=== EXERCISE DESCRIPTION ===
Each line below containing the word "rcode" needs to be shown.

=== TASK INPUTS ===
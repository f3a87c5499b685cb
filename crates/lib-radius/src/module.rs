use std::collections::HashMap;
use std::sync::Arc;

use async_trait::async_trait;

use crate::request::Request;
use crate::unlang::{AttrMap, ReturnCode, SectionKind};
use crate::types::Value;

/// A policy module instance, e.g. `pap` or `sql`.
///
/// Modules expose one method per section kind; a `Single` node carries the
/// instance plus the selected method. Invocations may suspend, which is why
/// the interpreter keeps its own explicit stack.
#[async_trait]
pub trait Module: Send + Sync {
    fn name(&self) -> &str;

    /// Does this instance implement the given method? Referencing a module
    /// in a section it has no method for is a compile error.
    fn has_method(&self, _method: SectionKind) -> bool {
        true
    }

    async fn invoke(&self, method: SectionKind, request: &mut Request) -> ReturnCode;
}

/// A map processor, e.g. an LDAP or SQL search invoked by the `map`
/// keyword with a template argument and an inner map list.
#[async_trait]
pub trait MapProcessor: Send + Sync {
    fn name(&self) -> &str;

    async fn process(
        &self,
        expanded: Option<Value>,
        maps: &[AttrMap],
        request: &mut Request,
    ) -> ReturnCode;
}

/// The set of instantiated modules, read-only after startup.
#[derive(Default)]
pub struct ModuleRegistry {
    modules: HashMap<String, Arc<dyn Module>>,
}

impl ModuleRegistry {
    pub fn new() -> Self {
        Self::default()
    }

    pub fn register(&mut self, module: Arc<dyn Module>) {
        self.modules.insert(module.name().to_string(), module);
    }

    pub fn find(&self, name: &str) -> Option<Arc<dyn Module>> {
        self.modules.get(name).cloned()
    }
}

/// The set of named map processors.
#[derive(Default)]
pub struct MapRegistry {
    processors: HashMap<String, Arc<dyn MapProcessor>>,
}

impl MapRegistry {
    pub fn new() -> Self {
        Self::default()
    }

    pub fn register(&mut self, processor: Arc<dyn MapProcessor>) {
        self.processors
            .insert(processor.name().to_string(), processor);
    }

    pub fn find(&self, name: &str) -> Option<Arc<dyn MapProcessor>> {
        self.processors.get(name).cloned()
    }
}

/// A module that unconditionally reports a fixed code, like the classic
/// `always` module. Useful for policy plumbing and for exercising action
/// tables in tests.
pub struct StaticModule {
    name: String,
    rcode: ReturnCode,
}

impl StaticModule {
    pub fn new(name: impl Into<String>, rcode: ReturnCode) -> Arc<Self> {
        Arc::new(Self {
            name: name.into(),
            rcode,
        })
    }
}

#[async_trait]
impl Module for StaticModule {
    fn name(&self) -> &str {
        &self.name
    }

    async fn invoke(&self, _method: SectionKind, _request: &mut Request) -> ReturnCode {
        self.rcode
    }
}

=== YOUR RESPONSE ===
    rcode: ReturnCode,
    pub fn new(name: impl Into<String>, rcode: ReturnCode) -> Arc<Self> {
            rcode,
        self.rcode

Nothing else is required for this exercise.